Scoop: QTFT webinar “quantum computing in a nutshell”

Jirawat Tangpanitanon
QTFT
Published in
4 min readMay 6, 2019
  • This article is written by Tonklar Khaimuk, a high school student at Mahidol Wittayanusorn School, Thailand, with the supervision of the QTFT team. The content is inspired by the QTFT webinar “quantum computing in a nutshell” by Jirawat Tangpanitanon, Areeya Chantasri, and Thiparat Chotibut.
IBM Q System One — the world’s first-ever circuit-based commercial quantum computer, claimed by IBM.

In our everyday life, we have experienced quantum technology 1.0, from electronic systems, phones, notebooks to GPS, satellite and more. However, these technologies only exploit partial properties of quantum mechanics.

Fueled by Nobel-winning experiments, we are now in the age of quantum technology 2.0 or the “second quantum revolution”, where individual atoms and photons can be manipulated. Applications include quantum computing, quantum simulation, quantum communication, and quantum sensors. A 10-year European quantum flagship has been launched last year. Many private companies including Google, IBM, Microsoft, Intel, Alibaba, Huawei, etc. and governments have funded billions of dollar to research in quantum technologies.

So why is this field of science so important and how could it potentially disrupt the way technologies are now? In this article, we will address these questions, focusing on quantum computing.

Our limit

Moore’s Law, indicated by the former CEO of Intel Gordon E.Moore, has told us about the limit of the existing processing chips.
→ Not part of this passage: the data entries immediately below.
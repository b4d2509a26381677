//! Answer command for Chronoscape.
//!
//! Submits an answer to the final challenge.

use serde::Serialize;

use crate::config::SceneConfig;
use crate::core::{FinalOutcome, ProgressionController, Stage};
use crate::storage::StateStore;

/// Options for the answer command.
#[derive(Debug, Clone, Default)]
pub struct AnswerOptions {
    /// Output as JSON.
    pub json: bool,
    /// Suppress output.
    pub quiet: bool,
}

/// Output format for the answer command.
#[derive(Debug, Clone, Serialize)]
pub struct AnswerOutput {
    /// Whether the answer was accepted.
    pub success: bool,
    /// The submission outcome.
    pub outcome: FinalOutcome,
    /// The session stage after the submission.
    pub stage: Stage,
}

/// The answer command implementation.
pub struct AnswerCommand<S: StateStore> {
    controller: ProgressionController<S>,
}

impl<S: StateStore> AnswerCommand<S> {
    /// Create a new answer command.
    pub fn new(store: S, scene: SceneConfig) -> Self {
        Self {
            controller: ProgressionController::new(scene, store),
        }
    }

    /// Submit an answer to the final challenge.
    pub fn run(&mut self, answer: &str) -> AnswerOutput {
        let outcome = self.controller.submit_final_answer(answer);
        AnswerOutput {
            success: outcome == FinalOutcome::Correct,
            outcome,
            stage: self.controller.stage(),
        }
    }

    /// Format output based on options.
    pub fn format_output(&self, output: &AnswerOutput, options: &AnswerOptions) -> String {
        if options.quiet {
            return String::new();
        }

        if options.json {
            serde_json::to_string_pretty(output).unwrap_or_else(|_| "{}".to_string())
        } else {
            self.format_human_readable(output)
        }
    }

    /// Format output as human-readable text.
    fn format_human_readable(&self, output: &AnswerOutput) -> String {
        match output.outcome {
            FinalOutcome::Correct => "Correct. The hunt is complete.\n".to_string(),
            FinalOutcome::Incorrect => "Incorrect, try again.\n".to_string(),
            FinalOutcome::Gated => "The final challenge is not open yet.\n".to_string(),
        }
    }
}
//! Unified error types for Chronoscape with fail-open recovery.
//!
//! No operation in the progression core is fatal: persistence and event
//! errors are logged and recovered with safe defaults, so the worst-case
//! failure mode is "state does not advance", never a crash.

use std::io;
use std::path::PathBuf;
use thiserror::Error;

use crate::core::lens::LensKind;

/// The main error type for Chronoscape operations.
#[derive(Error, Debug)]
pub enum ChronoscapeError {
    /// I/O errors from the persistence store.
    #[error("storage error at {path}: {source}")]
    Storage {
        path: PathBuf,
        #[source]
        source: io::Error,
    },

    /// Malformed persisted state (JSON parse failure reading stored values).
    ///
    /// Recovered locally by falling back to an empty collection.
    #[error("malformed persisted state: {message}")]
    Serde { message: String },

    /// Scene configuration loading errors.
    #[error("config error: {message}")]
    Config { message: String },

    /// Switching to a lens that has not been unlocked yet.
    #[error("lens not unlocked: {lens}")]
    InvalidLens { lens: LensKind },

    /// An event referenced a zone id absent from the scene configuration.
    #[error("unknown zone: {zone_id}")]
    UnknownZone { zone_id: String },
}

/// A specialized Result type for Chronoscape operations.
pub type Result<T> = std::result::Result<T, ChronoscapeError>;

impl ChronoscapeError {
    /// Create a storage error from an I/O error.
    pub fn storage(path: impl Into<PathBuf>, source: io::Error) -> Self {
        Self::Storage {
            path: path.into(),
            source,
        }
    }

    /// Create a malformed-persisted-state error.
    pub fn serde(message: impl Into<String>) -> Self {
        Self::Serde {
            message: message.into(),
        }
    }

    /// Create a config error.
    pub fn config(message: impl Into<String>) -> Self {
        Self::Config {
            message: message.into(),
        }
    }

    /// Create an invalid-lens error.
    pub fn invalid_lens(lens: LensKind) -> Self {
        Self::InvalidLens { lens }
    }

    /// Create an unknown-zone error.
    pub fn unknown_zone(zone_id: impl Into<String>) -> Self {
        Self::UnknownZone {
            zone_id: zone_id.into(),
        }
    }
}

impl From<io::Error> for ChronoscapeError {
    fn from(err: io::Error) -> Self {
        Self::Storage {
            path: PathBuf::new(),
            source: err,
        }
    }
}

impl From<serde_json::Error> for ChronoscapeError {
    fn from(err: serde_json::Error) -> Self {
        Self::Serde {
            message: err.to_string(),
        }
    }
}

/// Trait for fail-open error handling.
///
/// Infrastructure errors never block the player: log a warning and carry on
/// with a safe default.
pub trait FailOpen<T> {
    /// Handle an error by logging a warning and returning the default value.
    fn fail_open_default(self, context: &str) -> T
    where
        T: Default;

    /// Handle an error by logging a warning and returning the provided fallback.
    fn fail_open_with(self, context: &str, fallback: T) -> T;
}

impl<T> FailOpen<T> for Result<T> {
    fn fail_open_default(self, context: &str) -> T
    where
        T: Default,
    {
        match self {
            Ok(value) => value,
            Err(err) => {
                tracing::warn!("{}: {} (fail-open: using default)", context, err);
                T::default()
            }
        }
    }

    fn fail_open_with(self, context: &str, fallback: T) -> T {
        match self {
            Ok(value) => value,
            Err(err) => {
                tracing::warn!("{}: {} (fail-open: using fallback)", context, err);
                fallback
            }
        }
    }
}

/// Exit codes for the CLI.
pub mod exit_codes {
    /// The event was applied (or the answer accepted).
    pub const SUCCESS: i32 = 0;

    /// The event was rejected: gated content, wrong answer, locked lens.
    pub const REJECTED: i32 = 1;

    /// Usage or infrastructure error.
    pub const ERROR: i32 = 2;
}
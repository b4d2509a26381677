//! Scene configuration for Chronoscape.
//!
//! A scene is the static, read-only description of one puzzle: the regions,
//! hover zones, gated content, lens unlock conditions, and the final
//! challenge. The progression core never mutates it.
//!
//! Scenes load with a precedence chain:
//! 1. `CHRONOSCAPE_SCENE` (explicit file path, highest priority)
//! 2. Project scene (`.chronoscape/scene.toml` in cwd)
//! 3. User scene (`~/.chronoscape/scene.toml`)
//! 4. The built-in default scene (lowest priority)
//!
//! Unlike layered settings, a scene is one coherent unit, so the first file
//! found wins outright rather than merging. Numeric thresholds are
//! configuration, not invariants; `CHRONOSCAPE_SEQUENCE_LENGTH` overrides
//! the sequence length for any scene.

use std::collections::BTreeSet;
use std::env;
use std::fs;
use std::path::{Path, PathBuf};

use serde::{Deserialize, Serialize};

use crate::core::gate::{CountSource, Prerequisite};
use crate::core::lens::LensKind;
use crate::error::{ChronoscapeError, Result};

/// Minimum valid sequence length (a cluster must need at least one hover).
pub const MIN_SEQUENCE_LENGTH: usize = 1;

/// The Chronoscape home directory (`~/.chronoscape`, or `$CHRONOSCAPE_HOME`).
pub fn chronoscape_home() -> Option<PathBuf> {
    if let Ok(home) = env::var("CHRONOSCAPE_HOME") {
        return Some(PathBuf::from(home));
    }
    dirs::home_dir().map(|h| h.join(".chronoscape"))
}

/// Default path for persisted session progress.
pub fn progress_path() -> Option<PathBuf> {
    chronoscape_home().map(|h| h.join("progress.json"))
}

/// A scene area that lights up permanently once its unlock condition fires.
#[derive(Debug, Clone, PartialEq, Eq, Serialize, Deserialize)]
pub struct RegionDef {
    /// Region identifier.
    pub id: String,
}

/// A hover zone: one discovery item with an ordering index within a cluster.
#[derive(Debug, Clone, PartialEq, Eq, Serialize, Deserialize)]
pub struct HoverZoneDef {
    /// Zone (and discovery item) identifier.
    pub id: String,
    /// Region lit when the zone's cluster completes.
    pub region: String,
    /// Cluster key. Defaults to the owning region.
    #[serde(default, skip_serializing_if = "Option::is_none")]
    pub cluster: Option<String>,
    /// Position in the cluster's required hover order.
    pub sequence: u32,
}

impl HoverZoneDef {
    /// The cluster this zone belongs to.
    pub fn cluster_key(&self) -> &str {
        self.cluster.as_deref().unwrap_or(&self.region)
    }
}

/// An ink reveal: hidden text that appears once the required discoveries
/// have all been made, and reveals exactly once.
#[derive(Debug, Clone, PartialEq, Eq, Serialize, Deserialize)]
pub struct InkZoneDef {
    /// Content identifier.
    pub id: String,
    /// Region lit on first reveal.
    pub region: String,
    /// The revealed message.
    pub message: String,
    /// Discovery ids that must all be present before the ink responds.
    pub required: BTreeSet<String>,
}

/// A zone only the right lens can reveal.
#[derive(Debug, Clone, PartialEq, Eq, Serialize, Deserialize)]
pub struct LensZoneDef {
    /// Content identifier.
    pub id: String,
    /// Region lit while the zone is uncovered.
    pub region: String,
    /// Lens that must be equipped.
    pub lens: LensKind,
    /// The uncovered message.
    pub message: String,
}

/// A gated riddle with an expected answer.
#[derive(Debug, Clone, PartialEq, Eq, Serialize, Deserialize)]
pub struct RiddleDef {
    /// Riddle identifier.
    pub id: String,
    /// Region lit when the riddle is solved.
    pub region: String,
    /// The riddle text.
    pub prompt: String,
    /// Expected answer (matched trimmed, case-insensitively).
    pub answer: String,
    /// Prerequisite before submissions are accepted.
    pub prerequisite: Prerequisite,
}

/// Condition under which a lens becomes available.
#[derive(Debug, Clone, PartialEq, Eq, Serialize, Deserialize)]
pub struct LensUnlock {
    /// Lens to unlock.
    pub lens: LensKind,
    /// Condition that triggers the unlock.
    pub prerequisite: Prerequisite,
}

/// The closing text challenge.
#[derive(Debug, Clone, PartialEq, Eq, Serialize, Deserialize)]
#[serde(default)]
pub struct FinalChallengeConfig {
    /// Expected answer (matched trimmed, case-insensitively).
    pub answer: String,
    /// Condition before submissions are accepted.
    pub prerequisite: Prerequisite,
}

impl Default for FinalChallengeConfig {
    fn default() -> Self {
        Self {
            answer: "ORION".to_string(),
            prerequisite: Prerequisite::CountThreshold {
                min: 4,
                of: CountSource::LitRegions,
            },
        }
    }
}

fn default_sequence_length() -> usize {
    2
}

/// Complete static description of one puzzle scene.
#[derive(Debug, Clone, PartialEq, Serialize, Deserialize)]
#[serde(default)]
pub struct SceneConfig {
    /// In-order hovers needed to complete a cluster.
    ///
    /// Declared before the table-valued fields so the scene serializes as
    /// valid TOML.
    #[serde(default = "default_sequence_length")]
    pub sequence_length: usize,
    /// All regions in the scene.
    pub regions: Vec<RegionDef>,
    /// Ordered hover zones.
    pub hover_zones: Vec<HoverZoneDef>,
    /// Ink reveals with subset prerequisites.
    pub ink_zones: Vec<InkZoneDef>,
    /// Lens-only zones.
    pub lens_zones: Vec<LensZoneDef>,
    /// Gated riddles.
    pub riddles: Vec<RiddleDef>,
    /// Lens unlock conditions.
    pub lens_unlocks: Vec<LensUnlock>,
    /// The closing challenge.
    pub final_challenge: FinalChallengeConfig,
}

impl Default for SceneConfig {
    /// The built-in Chronoscape scene: nine planets across two clusters,
    /// three ink reveals, two lens zones, one riddle, a UV lens unlocked at
    /// three lit regions, and "ORION" as the closing answer.
    fn default() -> Self {
        let planets = [
            ("mercury", "region1", 0),
            ("venus", "region1", 1),
            ("earth", "region1", 2),
            ("mars", "region2", 3),
            ("jupiter", "region2", 4),
            ("saturn", "region1", 5),
            ("uranus", "region2", 6),
            ("neptune", "region2", 7),
            ("pluto", "region2", 8),
        ];

        let ids = |names: &[&str]| -> BTreeSet<String> {
            names.iter().map(|s| s.to_string()).collect()
        };

        Self {
            regions: (1..=8)
                .map(|n| RegionDef {
                    id: format!("region{n}"),
                })
                .collect(),
            hover_zones: planets
                .into_iter()
                .map(|(id, region, sequence)| HoverZoneDef {
                    id: id.to_string(),
                    region: region.to_string(),
                    cluster: None,
                    sequence,
                })
                .collect(),
            ink_zones: vec![
                InkZoneDef {
                    id: "ink1".to_string(),
                    region: "region4".to_string(),
                    message: "The hunter watches from".to_string(),
                    required: ids(&["mercury", "venus", "earth"]),
                },
                InkZoneDef {
                    id: "ink2".to_string(),
                    region: "region5".to_string(),
                    message: "Belt of three stars".to_string(),
                    required: ids(&[
                        "mercury", "venus", "earth", "mars", "jupiter", "saturn",
                    ]),
                },
                InkZoneDef {
                    id: "ink3".to_string(),
                    region: "region3".to_string(),
                    message: "Ancient".to_string(),
                    required: ids(&[
                        "mercury", "venus", "earth", "mars", "jupiter", "saturn", "uranus",
                        "neptune", "pluto",
                    ]),
                },
            ],
            lens_zones: vec![
                LensZoneDef {
                    id: "lens1".to_string(),
                    region: "region6".to_string(),
                    lens: LensKind::Default,
                    message: "Ancient constellation...".to_string(),
                },
                LensZoneDef {
                    id: "lens2".to_string(),
                    region: "region7".to_string(),
                    lens: LensKind::Uv,
                    message: "Named after the mythical hunter".to_string(),
                },
            ],
            riddles: vec![RiddleDef {
                id: "riddle-belt".to_string(),
                region: "region8".to_string(),
                prompt: "The brightest star in the hunter's foot".to_string(),
                answer: "Rigel".to_string(),
                prerequisite: Prerequisite::Subset {
                    required: ids(&["mercury", "venus", "earth"]),
                },
            }],
            lens_unlocks: vec![LensUnlock {
                lens: LensKind::Uv,
                prerequisite: Prerequisite::CountThreshold {
                    min: 3,
                    of: CountSource::LitRegions,
                },
            }],
            final_challenge: FinalChallengeConfig::default(),
            sequence_length: default_sequence_length(),
        }
    }
}

impl SceneConfig {
    /// Load a scene with the full precedence chain.
    pub fn load() -> Self {
        match env::current_dir() {
            Ok(cwd) => Self::load_from_cwd(&cwd),
            Err(_) => {
                let mut scene = Self::load_first_available(None);
                scene.apply_env_overrides();
                scene
            }
        }
    }

    /// Load a scene for a specific working directory.
    pub fn load_from_cwd(cwd: &Path) -> Self {
        let mut scene = Self::load_first_available(Some(cwd));
        scene.apply_env_overrides();
        scene
    }

    /// First scene found along the precedence chain, or the default scene.
    fn load_first_available(cwd: Option<&Path>) -> Self {
        if let Ok(path) = env::var("CHRONOSCAPE_SCENE") {
            match Self::load_from_file(Path::new(&path)) {
                Ok(scene) => return scene,
                Err(err) => {
                    tracing::warn!("ignoring CHRONOSCAPE_SCENE {}: {}", path, err);
                }
            }
        }

        if let Some(cwd) = cwd {
            let project = cwd.join(".chronoscape").join("scene.toml");
            if let Ok(scene) = Self::load_from_file(&project) {
                return scene;
            }
        }

        if let Some(home) = chronoscape_home() {
            let user = home.join("scene.toml");
            if let Ok(scene) = Self::load_from_file(&user) {
                return scene;
            }
        }

        Self::default()
    }

    /// Load and validate a scene from a TOML file.
    pub fn load_from_file(path: &Path) -> Result<Self> {
        let content = fs::read_to_string(path).map_err(|e| ChronoscapeError::storage(path, e))?;
        let scene: SceneConfig =
            toml::from_str(&content).map_err(|e| ChronoscapeError::config(e.to_string()))?;
        scene.validate()?;
        Ok(scene)
    }

    /// Apply environment variable overrides.
    fn apply_env_overrides(&mut self) {
        if let Ok(val) = env::var("CHRONOSCAPE_SEQUENCE_LENGTH") {
            match val.parse::<usize>() {
                Ok(n) if n >= MIN_SEQUENCE_LENGTH => self.sequence_length = n,
                Ok(n) => eprintln!(
                    "Warning: Invalid CHRONOSCAPE_SEQUENCE_LENGTH value '{}'. \
                    Must be >= {}. Using '{}'.",
                    n, MIN_SEQUENCE_LENGTH, self.sequence_length
                ),
                Err(_) => eprintln!(
                    "Warning: Invalid CHRONOSCAPE_SEQUENCE_LENGTH value '{}'. \
                    Expected a positive integer. Using '{}'.",
                    val, self.sequence_length
                ),
            }
        }
    }

    /// Check internal consistency: unique ids, known region references, and
    /// a workable sequence length.
    pub fn validate(&self) -> Result<()> {
        if self.sequence_length < MIN_SEQUENCE_LENGTH {
            return Err(ChronoscapeError::config(format!(
                "sequence_length must be >= {MIN_SEQUENCE_LENGTH}"
            )));
        }

        let regions: BTreeSet<&str> = self.regions.iter().map(|r| r.id.as_str()).collect();
        if regions.len() != self.regions.len() {
            return Err(ChronoscapeError::config("duplicate region id"));
        }

        let mut content_ids = BTreeSet::new();
        let mut check = |id: &str, region: &str| -> Result<()> {
            if !content_ids.insert(id.to_string()) {
                return Err(ChronoscapeError::config(format!("duplicate content id: {id}")));
            }
            if !regions.contains(region) {
                return Err(ChronoscapeError::config(format!(
                    "{id} references unknown region: {region}"
                )));
            }
            Ok(())
        };

        for zone in &self.hover_zones {
            check(&zone.id, &zone.region)?;
        }
        for zone in &self.ink_zones {
            check(&zone.id, &zone.region)?;
        }
        for zone in &self.lens_zones {
            check(&zone.id, &zone.region)?;
        }
        for riddle in &self.riddles {
            check(&riddle.id, &riddle.region)?;
        }

        Ok(())
    }

    /// Look up a hover zone by id.
    pub fn hover_zone(&self, id: &str) -> Option<&HoverZoneDef> {
        self.hover_zones.iter().find(|z| z.id == id)
    }

    /// Look up an ink zone by id.
    pub fn ink_zone(&self, id: &str) -> Option<&InkZoneDef> {
        self.ink_zones.iter().find(|z| z.id == id)
    }

    /// Look up a lens zone by id.
    pub fn lens_zone(&self, id: &str) -> Option<&LensZoneDef> {
        self.lens_zones.iter().find(|z| z.id == id)
    }

    /// Look up a riddle by id.
    pub fn riddle(&self, id: &str) -> Option<&RiddleDef> {
        self.riddles.iter().find(|r| r.id == id)
    }
}
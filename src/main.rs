//! Chronoscape - Discovery progression engine
//!
//! CLI entry point.

use std::process::ExitCode;

use clap::{Parser, Subcommand};

use chronoscape::cli::answer::{AnswerCommand, AnswerOptions};
use chronoscape::cli::hover::{HoverCommand, HoverOptions};
use chronoscape::cli::ink::{InkCommand, InkOptions};
use chronoscape::cli::lens_cmd::{LensCommand, LensOptions};
use chronoscape::cli::reset::{ResetCommand, ResetOptions};
use chronoscape::cli::reveal::{RevealCommand, RevealOptions};
use chronoscape::cli::riddle_cmd::{RiddleCommand, RiddleOptions};
use chronoscape::cli::status::{StatusCommand, StatusOptions};
use chronoscape::config::{progress_path, SceneConfig};
use chronoscape::core::LensKind;
use chronoscape::error::exit_codes;
use chronoscape::storage::FileStateStore;

// =============================================================================
// CLI Definition
// =============================================================================

/// Chronoscape - Discovery progression engine
#[derive(Parser)]
#[command(name = "chronoscape")]
#[command(author, version, about, long_about = None)]
struct Cli {
    /// Output as JSON
    #[arg(long, short, global = true)]
    json: bool,

    /// Suppress output
    #[arg(long, short, global = true)]
    quiet: bool,

    #[command(subcommand)]
    command: Commands,
}

#[derive(Subcommand)]
enum Commands {
    /// Show the session snapshot
    Status,

    /// Hover over an ordered zone
    Hover {
        /// The zone to hover
        zone_id: String,
    },

    /// Hover over an ink zone
    Ink {
        /// The ink zone to hover
        zone_id: String,
    },

    /// Rest the pointer over a lens zone
    Reveal {
        /// The lens zone
        zone_id: String,
        /// Treat the pointer as outside the zone
        #[arg(long)]
        outside: bool,
    },

    /// Switch the equipped lens
    Lens {
        /// The lens to equip (default, uv)
        lens: String,
    },

    /// Submit an answer to a riddle
    Riddle {
        /// The riddle to answer
        riddle_id: String,
        /// The answer text
        answer: String,
    },

    /// Submit an answer to the final challenge
    Answer {
        /// The answer text
        answer: String,
    },

    /// Wipe all session progress
    Reset,
}

// =============================================================================
// Main Entry Point
// =============================================================================

fn main() -> ExitCode {
    match run() {
        Ok(code) => ExitCode::from(code as u8),
        Err(e) => {
            eprintln!("chronoscape error: {}", e);
            ExitCode::from(exit_codes::ERROR as u8)
        }
    }
}

/// Run the CLI and return the exit code.
fn run() -> Result<i32, Box<dyn std::error::Error>> {
    let cli = Cli::parse();

    let scene = SceneConfig::load();
    let path = progress_path().ok_or("could not determine progress path (no home directory)")?;
    let store = FileStateStore::open(&path)?;

    let code = match cli.command {
        Commands::Status => {
            let cmd = StatusCommand::new(store, scene);
            let options = StatusOptions {
                json: cli.json,
                quiet: cli.quiet,
            };
            let output = cmd.run();
            print!("{}", cmd.format_output(&output, &options));
            exit_codes::SUCCESS
        }
        Commands::Hover { zone_id } => {
            let mut cmd = HoverCommand::new(store, scene);
            let options = HoverOptions {
                json: cli.json,
                quiet: cli.quiet,
            };
            let output = cmd.run(&zone_id);
            print!("{}", cmd.format_output(&output, &options));
            if output.success {
                exit_codes::SUCCESS
            } else {
                exit_codes::ERROR
            }
        }
        Commands::Ink { zone_id } => {
            let mut cmd = InkCommand::new(store, scene);
            let options = InkOptions {
                json: cli.json,
                quiet: cli.quiet,
            };
            let output = cmd.run(&zone_id);
            print!("{}", cmd.format_output(&output, &options));
            if !output.success {
                exit_codes::ERROR
            } else if output.revealed {
                exit_codes::SUCCESS
            } else {
                exit_codes::REJECTED
            }
        }
        Commands::Reveal { zone_id, outside } => {
            let mut cmd = RevealCommand::new(store, scene);
            let options = RevealOptions {
                json: cli.json,
                quiet: cli.quiet,
                outside,
            };
            let output = cmd.run(&zone_id, &options);
            print!("{}", cmd.format_output(&output, &options));
            if !output.success {
                exit_codes::ERROR
            } else if output.uncovered {
                exit_codes::SUCCESS
            } else {
                exit_codes::REJECTED
            }
        }
        Commands::Lens { lens } => {
            let lens: LensKind = lens.parse()?;
            let mut cmd = LensCommand::new(store, scene);
            let options = LensOptions {
                json: cli.json,
                quiet: cli.quiet,
            };
            let output = cmd.run(lens);
            print!("{}", cmd.format_output(&output, &options));
            if output.success {
                exit_codes::SUCCESS
            } else {
                exit_codes::REJECTED
            }
        }
        Commands::Riddle { riddle_id, answer } => {
            let mut cmd = RiddleCommand::new(store, scene);
            let options = RiddleOptions {
                json: cli.json,
                quiet: cli.quiet,
            };
            let output = cmd.run(&riddle_id, &answer);
            print!("{}", cmd.format_output(&output, &options));
            if output.error.is_some() {
                exit_codes::ERROR
            } else if output.success {
                exit_codes::SUCCESS
            } else {
                exit_codes::REJECTED
            }
        }
        Commands::Answer { answer } => {
            let mut cmd = AnswerCommand::new(store, scene);
            let options = AnswerOptions {
                json: cli.json,
                quiet: cli.quiet,
            };
            let output = cmd.run(&answer);
            print!("{}", cmd.format_output(&output, &options));
            if output.success {
                exit_codes::SUCCESS
            } else {
                exit_codes::REJECTED
            }
        }
        Commands::Reset => {
            let mut cmd = ResetCommand::new(store, scene);
            let options = ResetOptions {
                json: cli.json,
                quiet: cli.quiet,
            };
            let output = cmd.run();
            print!("{}", cmd.format_output(&output, &options));
            exit_codes::SUCCESS
        }
    };

    Ok(code)
}
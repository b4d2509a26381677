//! Riddle command for Chronoscape.
//!
//! Submits an answer to a gated riddle.

use serde::Serialize;

use crate::config::SceneConfig;
use crate::core::{ProgressionController, RiddleOutcome};
use crate::storage::StateStore;

/// Options for the riddle command.
#[derive(Debug, Clone, Default)]
pub struct RiddleOptions {
    /// Output as JSON.
    pub json: bool,
    /// Suppress output.
    pub quiet: bool,
}

/// Output format for the riddle command.
#[derive(Debug, Clone, Serialize)]
pub struct RiddleOutput {
    /// Whether the answer was accepted.
    pub success: bool,
    /// The riddle submitted to.
    pub riddle_id: String,
    /// The submission outcome.
    pub outcome: RiddleOutcome,
    /// Error message if the riddle does not exist.
    #[serde(skip_serializing_if = "Option::is_none")]
    pub error: Option<String>,
}

/// The riddle command implementation.
pub struct RiddleCommand<S: StateStore> {
    controller: ProgressionController<S>,
}

impl<S: StateStore> RiddleCommand<S> {
    /// Create a new riddle command.
    pub fn new(store: S, scene: SceneConfig) -> Self {
        Self {
            controller: ProgressionController::new(scene, store),
        }
    }

    /// Submit an answer to a riddle.
    pub fn run(&mut self, riddle_id: &str, answer: &str) -> RiddleOutput {
        if self.controller.scene().riddle(riddle_id).is_none() {
            return RiddleOutput {
                success: false,
                riddle_id: riddle_id.to_string(),
                outcome: RiddleOutcome::Gated,
                error: Some(format!("unknown riddle: {riddle_id}")),
            };
        }

        let outcome = self.controller.submit_riddle(riddle_id, answer);
        RiddleOutput {
            success: outcome == RiddleOutcome::Correct,
            riddle_id: riddle_id.to_string(),
            outcome,
            error: None,
        }
    }

    /// Format output based on options.
    pub fn format_output(&self, output: &RiddleOutput, options: &RiddleOptions) -> String {
        if options.quiet {
            return String::new();
        }

        if options.json {
            serde_json::to_string_pretty(output).unwrap_or_else(|_| "{}".to_string())
        } else {
            self.format_human_readable(output)
        }
    }

    /// Format output as human-readable text.
    fn format_human_readable(&self, output: &RiddleOutput) -> String {
        if let Some(error) = &output.error {
            return format!("Riddle submission failed: {}\n", error);
        }

        match output.outcome {
            RiddleOutcome::Correct => format!("{}: correct.\n", output.riddle_id),
            RiddleOutcome::Incorrect => {
                format!("{}: incorrect, try again.\n", output.riddle_id)
            }
            RiddleOutcome::Gated => {
                format!("{} is not answerable yet.\n", output.riddle_id)
            }
        }
    }
}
As the speed of the chips grows with an exponential rate, the size has to decrease with an exponential rate too. In less than 10 years, we will not be able to make smaller chips because they will eventually reach the size of atoms.

credit: https://blog.workfusion.com/why-the-end-of-moore-s-law-will-spark-a-growth-spurt-in-human-machine-computing-4edf468e1bc2

The end of the Moor’s law raises a major concern since data on the internet is growing at an exponential rate. If the hardware does not get faster, we will not be able to process overwhelming-large data in the coming future. Quantum computing provides a possible way out of this.

Quantum computing: pushing the limit

For centuries, quantum physics have been used to explain the weird properties of the atomic world. By exploiting these properties in computation, a quantum computer can have a drastic speedup compared to the conventional or ‘classical’ computer.

Here, we will talk about quantum superposition, the simplest example of quantum properties. Quantum superposition is the situation in which a particle can be in two states at the same time. Erwin Schrödinger, a Nobel Prize-winning Austrian physicist and a co-founder of quantum mechanics, explains this in a classic thought experiment known as Schrodinger’s cat experiment. Imagine a cat in a black-box with a radioactive substance inside. When the substance decays, it triggers a hammer. The hammer will then hit a poison bottle. According to quantum mechanics, the substance can be in a superposition of decaying and not decaying at the same time. Hence, the cat’s state can also be dead and alive at the same time. We could not know the cat’s state until we observe it. When we open the black-box, these two states will collapse into one. We then know whether the cat is dead or alive. This situation happens to, for example, an electron spin which can be in a superposition of two states; spin up or spin down.

Schrodinger’s cat thought experiment. credit: https://en.wikipedia.org/wiki/Schr%C3%B6dinger's_cat

In quantum computing, we can create a bit which is quantum, known as “qubit”. It means that this bit must have the quantum superposition property. The classical bit can be either 0 or 1. But a qubit can be both 0 or 1 with some probabilities, like a “quantum coin” that can be head or tail at the same time.

To understand how quantum superposition can be exploited in computation, imagine a problem where we have a maze and we want to find an exit. A classical computer would need to try a possible path to find the solution at a time. However, a quantum computer has many states to help to find the path simultaneously.

A large class of optimization problems such as drug design, efficient logistics, big data can be mapped to the above problem. In most cases, the number of trials that a classical computer have to try will increase exponentially with the size of the system. However, a quantum computer can take only polynomial or linear number of trails to find the solution, leading to a drastic speedup in computation.

Reaching quantum supremacy

Nowadays, everyone can use a 5-qubit quantum computer online at the IBM quantum cloud for free. A 20-qubit machine is available with some fees. It is estimated that a quantum computer with 50–100 qubits will be able to perform computational tasks that are intractable for existing supercomputers- the ability referred to as quantum supremacy. Big tech companies like Google and IBM as well as research institutes worldwide are now in the race for quantum supremacy which is expected to be achieved in a few years time. However, these quantum devices are currently noisy. Hence, operations that can be performed on the devices are severely limited. Even after when quantum supremacy has been realized, scientists still have to figure out how to use these noisy near-term devices to solve real-world problems.